Talent acompañó al mago hasta la calle. Talent no dejó de mirar a Raistlin hasta que su túnica negra se confundió entre el gentío. Incluso cuando Raistlin ya había desaparecido, Talent siguió parado en el callejón, repitiendo mentalmente las palabras del hechicero.
Parecía demasiado increíble para ser cierto. ¡Takhisis intentando destruir a los dioses de la magia! Bueno, ¿y qué? De todos modos, ¿quién iba a echar de menos a un puñado de hechiceros? El mundo sería un lugar mejor sin hechiceros, o al menos eso creía la mayor parte de la gente, incluido Talent Orren.
«Por ejemplo, ese muchacho —pensó Talent—. Me pone la piel de gallina. ¡Sólo fingía que estaba drogado! Maelstrom deberá tener más cuidado la próxima vez. Aunque quizá no haya una próxima vez. No, si lo que dice Majere es cierto. ¿Confío en él? Todo esto podría ser una trampa.»
Talent enfiló hacia la tienda de Lute. Una vez allí, se encontró con que su amigo, por primera vez que él recordara, había reunido las fuerzas necesarias para salir del mostrador hasta la parte delantera de la tienda. Lute miraba enfadado los restos de su puerta, empujando los trozos con la muleta y maldiciendo. Mari estaba sentada en el escalón, con la barbilla apoyada entre las manos, escuchando el imaginativo lenguaje de Lute con evidente satisfacción.
—Mari —dijo Talent, arrodillándose junto a la kender para mirarla a los ojos—. ¿Qué piensas de ese hechicero, Majere?
—Es mi amigo —contestó Mari sin vacilar—. Tuvimos una larga conversación, él y yo. Vamos a cambiar la oscuridad.
Talent la miró en silencio. Después se levantó.
—Tenemos un problema.
—¡Vaya si lo tenemos! —exclamó Lute furioso—. ¡Mira lo que ha hecho ese hijo de puta con mi puerta!
—Un problema más grave que ése —dijo Talent Orren—. Vayamos adentro, los tres. Tenemos que hablar.
22
Dios del blanco. Dios del rojo. Dios del negro
Día vigésimo cuarto, mes de Mishamont, año 352 DC
—Piel de cordero —dijo Raistlin—. La mejor. Y una pluma.
—¿De qué tipo? —preguntó Snaggle, cogiendo una caja. La dejó en el mostrador y la abrió—. Tengo unas plumas de cisne preciosas. Acaban de llegar. De cisne negro y de cisne blanco.
Raistlin estudió las plumas y después escogió una. Observó la punta con mucha atención, porque tenía que ser perfecta, y acarició la suavidad de las barbillas del astil.

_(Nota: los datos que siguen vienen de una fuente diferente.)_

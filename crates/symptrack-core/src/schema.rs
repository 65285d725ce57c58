use arrow::datatypes::{DataType, Field, Schema};

/// Column names of uploaded and enriched report tables.
pub mod columns {
    pub const TEXT: &str = "Text";
    pub const SYMPTOMS: &str = "Symptoms";
    pub const SEVERITY: &str = "Severity";
    pub const DATE: &str = "Date";

    pub const POLARITY: &str = "Polarity";
    pub const SENTIMENT: &str = "Sentiment";
    pub const RISK: &str = "Risk";
    pub const SYMPTOM_CATEGORY: &str = "Symptom_Category";

    /// Columns an upload must carry.
    pub const REQUIRED: &[&str] = &[TEXT, SEVERITY];

    /// Columns computed by enrichment.
    pub const DERIVED: &[&str] = &[POLARITY, SENTIMENT, RISK, SYMPTOM_CATEGORY];

    /// Columns shown in the high-risk detail table, when present.
    pub const DETAIL: &[&str] = &[TEXT, SYMPTOMS, SEVERITY, SENTIMENT, SYMPTOM_CATEGORY];

    pub fn is_derived(name: &str) -> bool {
        DERIVED.contains(&name)
    }
}

/// Fields appended to every enriched table.
pub fn derived_fields() -> Vec<Field> {
    vec![
        Field::new(columns::POLARITY, DataType::Float64, false),
        Field::new(columns::SENTIMENT, DataType::Utf8, false),
        Field::new(columns::RISK, DataType::Utf8, false),
        Field::new(columns::SYMPTOM_CATEGORY, DataType::Utf8, false),
    ]
}

/// Schema of an enriched table built from an upload with `input` schema.
///
/// Input columns keep their order. `Severity` becomes a non-null `Float64`,
/// `Date` becomes a nullable `Date32`, and the derived fields are appended.
/// Derived columns already present in `input` are dropped and recomputed.
pub fn enriched_schema(input: &Schema) -> Schema {
    let mut fields: Vec<Field> = input
        .fields()
        .iter()
        .filter(|f| !columns::is_derived(f.name()))
        .map(|f| match f.name().as_str() {
            columns::SEVERITY => Field::new(columns::SEVERITY, DataType::Float64, false),
            columns::DATE => Field::new(columns::DATE, DataType::Date32, true),
            _ => f.as_ref().clone(),
        })
        .collect();
    fields.extend(derived_fields());
    Schema::new(fields)
}

#[cfg(test)]
mod tests {
    use super::*;

    fn upload_schema(names: &[&str]) -> Schema {
        Schema::new(
            names
                .iter()
                .map(|n| Field::new(*n, DataType::Utf8, true))
                .collect::<Vec<_>>(),
        )
    }

    #[test]
    fn enriched_schema_retypes_and_appends() {
        let input = upload_schema(&["Text", "Symptoms", "Severity", "Date"]);
        let schema = enriched_schema(&input);

        assert_eq!(schema.fields().len(), 8);
        assert_eq!(
            schema.field_with_name("Severity").unwrap().data_type(),
            &DataType::Float64
        );
        assert_eq!(
            schema.field_with_name("Date").unwrap().data_type(),
            &DataType::Date32
        );
        assert_eq!(schema.field(4).name(), columns::POLARITY);
        assert_eq!(schema.field(7).name(), columns::SYMPTOM_CATEGORY);
    }

    #[test]
    fn enriched_schema_without_date() {
        let input = upload_schema(&["Severity", "Text", "Ward"]);
        let schema = enriched_schema(&input);

        assert_eq!(schema.fields().len(), 7);
        assert!(schema.field_with_name("Date").is_err());
        assert_eq!(schema.field(0).name(), "Severity");
        assert_eq!(schema.field(2).name(), "Ward");
        assert_eq!(
            schema.field_with_name("Ward").unwrap().data_type(),
            &DataType::Utf8
        );
    }

    #[test]
    fn enriched_schema_replaces_existing_derived_columns() {
        let input = upload_schema(&["Text", "Severity", "Risk", "Sentiment"]);
        let schema = enriched_schema(&input);

        assert_eq!(schema.fields().len(), 6);
        let risks = schema
            .fields()
            .iter()
            .filter(|f| f.name() == columns::RISK)
            .count();
        assert_eq!(risks, 1);
    }
}
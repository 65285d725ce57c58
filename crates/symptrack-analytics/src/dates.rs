//! Calendar date parsing for the optional `Date` column.
//!
//! Month-first is assumed for slash-separated dates (`01/02/2024` is
//! 2 January). Date-times are truncated to their calendar date.

use chrono::{DateTime, NaiveDate, NaiveDateTime};

const DATE_FORMATS: &[&str] = &[
    "%Y-%m-%d",
    "%Y/%m/%d",
    "%m/%d/%Y",
    "%d %B %Y",
    "%B %d, %Y",
    "%d-%b-%Y",
];

const DATETIME_FORMATS: &[&str] = &[
    "%Y-%m-%d %H:%M:%S",
    "%Y-%m-%dT%H:%M:%S",
    "%Y-%m-%d %H:%M",
    "%m/%d/%Y %H:%M",
];

/// Parse a date cell, returning `None` when no supported format matches.
pub fn parse_date(raw: &str) -> Option<NaiveDate> {
    let raw = raw.trim();
    if raw.is_empty() {
        return None;
    }

    for fmt in DATE_FORMATS {
        if let Ok(date) = NaiveDate::parse_from_str(raw, fmt) {
            return Some(date);
        }
    }

    if let Ok(dt) = DateTime::parse_from_rfc3339(raw) {
        return Some(dt.date_naive());
    }

    DATETIME_FORMATS
        .iter()
        .find_map(|fmt| NaiveDateTime::parse_from_str(raw, fmt).ok())
        .map(|dt| dt.date())
}

#[cfg(test)]
mod tests {
    use super::*;

    fn ymd(y: i32, m: u32, d: u32) -> NaiveDate {
        NaiveDate::from_ymd_opt(y, m, d).unwrap()
    }

    #[test]
    fn iso_dates() {
        assert_eq!(parse_date("2024-01-01"), Some(ymd(2024, 1, 1)));
        assert_eq!(parse_date(" 2024/03/15 "), Some(ymd(2024, 3, 15)));
    }

    #[test]
    fn month_first_slashes() {
        assert_eq!(parse_date("01/02/2024"), Some(ymd(2024, 1, 2)));
        assert_eq!(parse_date("12/31/2023"), Some(ymd(2023, 12, 31)));
    }

    #[test]
    fn named_months() {
        assert_eq!(parse_date("5 March 2024"), Some(ymd(2024, 3, 5)));
        assert_eq!(parse_date("March 5, 2024"), Some(ymd(2024, 3, 5)));
        assert_eq!(parse_date("05-Mar-2024"), Some(ymd(2024, 3, 5)));
    }

    #[test]
    fn datetimes_truncate_to_date() {
        assert_eq!(parse_date("2024-01-01 23:59:59"), Some(ymd(2024, 1, 1)));
        assert_eq!(parse_date("2024-01-01T08:30:00"), Some(ymd(2024, 1, 1)));
        assert_eq!(
            parse_date("2024-01-01T08:30:00+02:00"),
            Some(ymd(2024, 1, 1))
        );
    }

    #[test]
    fn rejects_garbage() {
        assert_eq!(parse_date(""), None);
        assert_eq!(parse_date("yesterday"), None);
        assert_eq!(parse_date("2024-13-01"), None);
        assert_eq!(parse_date("31/12/2023"), None);
    }
}
//! Row-wise enrichment of an uploaded report table.
//!
//! Input: an Arrow RecordBatch with at least `Text` and `Severity` columns
//! (any type castable to `Utf8`). Output: an [`EnrichedTable`] holding the typed
//! reports and an enriched RecordBatch with the same rows in the same order.
//!
//! Required columns are checked before any row is touched, so a schema error
//! never yields a partial table.

use std::sync::Arc;

use arrow::array::{
    Array, ArrayRef, AsArray, BooleanArray, Date32Array, Float64Array, StringArray, UInt32Array,
};
use arrow::compute::{cast, filter_record_batch, take_record_batch};
use arrow::datatypes::{DataType, Date32Type};
use arrow::error::ArrowError;
use arrow::record_batch::RecordBatch;
use serde::Serialize;
use symptrack_core::columns;
use symptrack_core::schema::enriched_schema;
use tracing::{debug, info, warn};

use crate::filter::FilterSelection;
use crate::{EnrichError, EnrichedReport, Report, SeverityPolicy, parse_date};

/// A row dropped under [`SeverityPolicy::Skip`].
#[derive(Debug, Clone, PartialEq, Eq, Serialize)]
pub struct SkippedRow {
    /// Zero-based index of the source row.
    pub row: usize,
    /// The offending severity cell; `None` when it was empty.
    pub value: Option<String>,
}

/// Enriched reports with their Arrow representation.
#[derive(Debug, Clone)]
pub struct EnrichedTable {
    reports: Vec<EnrichedReport>,
    batch: RecordBatch,
    has_date: bool,
    skipped: Vec<SkippedRow>,
}

impl EnrichedTable {
    /// Enriched reports in source order.
    pub fn reports(&self) -> &[EnrichedReport] {
        &self.reports
    }

    /// Enriched RecordBatch, row-aligned with [`reports`](Self::reports).
    pub fn batch(&self) -> &RecordBatch {
        &self.batch
    }

    /// Whether the upload carried a `Date` column.
    pub fn has_date(&self) -> bool {
        self.has_date
    }

    /// Rows dropped for an invalid severity (always empty under `Reject`).
    pub fn skipped(&self) -> &[SkippedRow] {
        &self.skipped
    }

    pub fn len(&self) -> usize {
        self.reports.len()
    }

    pub fn is_empty(&self) -> bool {
        self.reports.is_empty()
    }

    /// The enriched RecordBatch restricted to rows matching `selection`.
    pub fn filtered_batch(&self, selection: &FilterSelection) -> Result<RecordBatch, EnrichError> {
        let mask: BooleanArray = self
            .reports
            .iter()
            .map(|r| Some(selection.matches(r)))
            .collect();
        Ok(filter_record_batch(&self.batch, &mask)?)
    }

    /// Enriched rows for the given source rows, projected to `cols`.
    ///
    /// Columns absent from the table are left out.
    pub fn rows_batch(&self, rows: &[usize], cols: &[&str]) -> Result<RecordBatch, EnrichError> {
        let mut positions = Vec::with_capacity(rows.len());
        for &row in rows {
            let pos = self
                .reports
                .binary_search_by_key(&row, |r| r.row())
                .map_err(|_| EnrichError::UnknownRow(row))?;
            positions.push(pos as u32);
        }
        let taken = take_record_batch(&self.batch, &UInt32Array::from(positions))?;

        let schema = taken.schema();
        let projection: Vec<usize> = cols
            .iter()
            .filter_map(|c| schema.index_of(c).ok())
            .collect();
        Ok(taken.project(&projection)?)
    }
}

/// Enrich every row of `batch`.
///
/// Fails with [`EnrichError::MissingColumn`] if `Text` or `Severity` is absent.
/// Invalid severities fail the pass or are skipped according to `policy`;
/// an unparseable non-empty date always fails the pass.
pub fn enrich(batch: &RecordBatch, policy: SeverityPolicy) -> Result<EnrichedTable, EnrichError> {
    let schema = batch.schema();
    for column in columns::REQUIRED {
        if schema.index_of(column).is_err() {
            return Err(EnrichError::MissingColumn {
                column: column.to_string(),
            });
        }
    }

    let text = utf8_column(batch, columns::TEXT)?;
    let severity = utf8_column(batch, columns::SEVERITY)?;
    let symptoms = optional_utf8_column(batch, columns::SYMPTOMS)?;
    let dates = optional_utf8_column(batch, columns::DATE)?;
    let has_date = dates.is_some();

    let n = batch.num_rows();
    let mut reports = Vec::with_capacity(n);
    let mut kept: Vec<u32> = Vec::with_capacity(n);
    let mut skipped = Vec::new();

    for row in 0..n {
        let raw_severity = cell(&severity, row);
        let Some(value) = raw_severity.and_then(symptrack_core::parse_severity) else {
            match policy {
                SeverityPolicy::Reject => {
                    return Err(EnrichError::InvalidSeverity {
                        row,
                        value: raw_severity.unwrap_or_default().to_string(),
                    });
                }
                SeverityPolicy::Skip => {
                    warn!(row, value = ?raw_severity, "skipping row with invalid severity");
                    skipped.push(SkippedRow {
                        row,
                        value: raw_severity.map(str::to_string),
                    });
                    continue;
                }
            }
        };

        let date = match dates.as_ref().and_then(|col| cell(col, row)) {
            Some(raw) if !raw.trim().is_empty() => {
                Some(parse_date(raw).ok_or_else(|| EnrichError::InvalidDate {
                    row,
                    value: raw.to_string(),
                })?)
            }
            _ => None,
        };

        let report = Report {
            row,
            text: cell(&text, row).unwrap_or_default().to_string(),
            symptoms: symptoms
                .as_ref()
                .and_then(|col| cell(col, row))
                .map(str::to_string),
            severity: value,
            date,
        };
        reports.push(EnrichedReport::classify(report));
        kept.push(row as u32);
    }

    let source = if skipped.is_empty() {
        batch.clone()
    } else {
        take_record_batch(batch, &UInt32Array::from(kept))?
    };
    let enriched = build_enriched_batch(&source, &reports)?;

    info!(
        rows = reports.len(),
        skipped = skipped.len(),
        has_date,
        "enriched reports"
    );

    Ok(EnrichedTable {
        reports,
        batch: enriched,
        has_date,
        skipped,
    })
}

/// Rebuild `source` with typed `Severity`/`Date` columns and derived columns appended.
fn build_enriched_batch(
    source: &RecordBatch,
    reports: &[EnrichedReport],
) -> Result<RecordBatch, EnrichError> {
    let source_schema = source.schema();
    let schema = Arc::new(enriched_schema(&source_schema));

    let mut out: Vec<ArrayRef> = Vec::with_capacity(schema.fields().len());
    for (idx, field) in source_schema.fields().iter().enumerate() {
        let name = field.name().as_str();
        if columns::is_derived(name) {
            debug!(column = name, "recomputing existing derived column");
            continue;
        }
        let column: ArrayRef = match name {
            columns::SEVERITY => Arc::new(
                reports
                    .iter()
                    .map(|r| r.report.severity)
                    .collect::<Float64Array>(),
            ),
            columns::DATE => Arc::new(
                reports
                    .iter()
                    .map(|r| r.date().map(Date32Type::from_naive_date))
                    .collect::<Date32Array>(),
            ),
            _ => Arc::clone(source.column(idx)),
        };
        out.push(column);
    }

    out.push(Arc::new(
        reports.iter().map(|r| r.polarity).collect::<Float64Array>(),
    ));
    out.push(Arc::new(StringArray::from_iter_values(
        reports.iter().map(|r| r.sentiment.as_str()),
    )));
    out.push(Arc::new(StringArray::from_iter_values(
        reports.iter().map(|r| r.risk.as_str()),
    )));
    out.push(Arc::new(StringArray::from_iter_values(
        reports.iter().map(|r| r.symptom_category.as_str()),
    )));

    Ok(RecordBatch::try_new(schema, out)?)
}

// ── Arrow extraction helpers ──

/// Named column cast to `Utf8`.
fn utf8_column(batch: &RecordBatch, name: &str) -> Result<StringArray, EnrichError> {
    let col = batch
        .column_by_name(name)
        .ok_or_else(|| EnrichError::MissingColumn {
            column: name.to_string(),
        })?;
    let as_utf8 = cast(col, &DataType::Utf8)?;
    as_utf8
        .as_string_opt::<i32>()
        .cloned()
        .ok_or_else(|| {
            EnrichError::Arrow(ArrowError::CastError(format!(
                "column '{name}' did not cast to Utf8"
            )))
        })
}

fn optional_utf8_column(
    batch: &RecordBatch,
    name: &str,
) -> Result<Option<StringArray>, EnrichError> {
    if batch.column_by_name(name).is_none() {
        return Ok(None);
    }
    utf8_column(batch, name).map(Some)
}

fn cell(col: &StringArray, row: usize) -> Option<&str> {
    if col.is_null(row) {
        None
    } else {
        Some(col.value(row))
    }
}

Su mente retrocedió hasta aquel día en clase del maestro Theobald, el día que había cambiado su vida. No, eso no era cierto. Ese día no había cambiado su vida. Había confirmado lo que era su vida.
—Me llevaré la pluma de cuervo —decidió Raistlin. Snaggle torció la boca.
—¿De cuervo? ¿Estás seguro? Puedes permitirte algo mejor. Esas pociones que haces son una maravilla. Se me agotan enseguida. Estaba pensando en encargarte más.
Agitó la pluma de cisne tentadoramente.
—También tengo de pavo real. Iolanthe sólo utiliza plumas de pavo real.
—No me sorprende —dijo Raistlin—. Gracias, pero ésta es la que quiero.
Dejó la modesta pluma de cuervo sobre el mostrador. Eligió la pieza de piel de cordero con atención. En ese caso, sí se decantó por la de mejor calidad.
Snaggle calculó el importe de las compras y se dio cuenta de que sumaban la misma cantidad que debía a Raistlin por las pociones. Hizo un nuevo encargo al hechicero. Pero jamás llegaría a recibirlo. Raistlin albergaba la esperanza de salvar al viejo, pero no podría salvar la tienda, que sería devorada por las llamas. Raistlin miró las cajas pulcramente etiquetadas y colocadas en los estantes, las cajas donde se guardaban los ingredientes de los hechizos y objetos, pergaminos y pociones. Pensó en la casa de Iolanthe sobre la tienda, todos sus libros de hechizos y manuscritos, sus ropas y joyas, y un sinfín de objetos de valor. Todo se perdería en el incendio.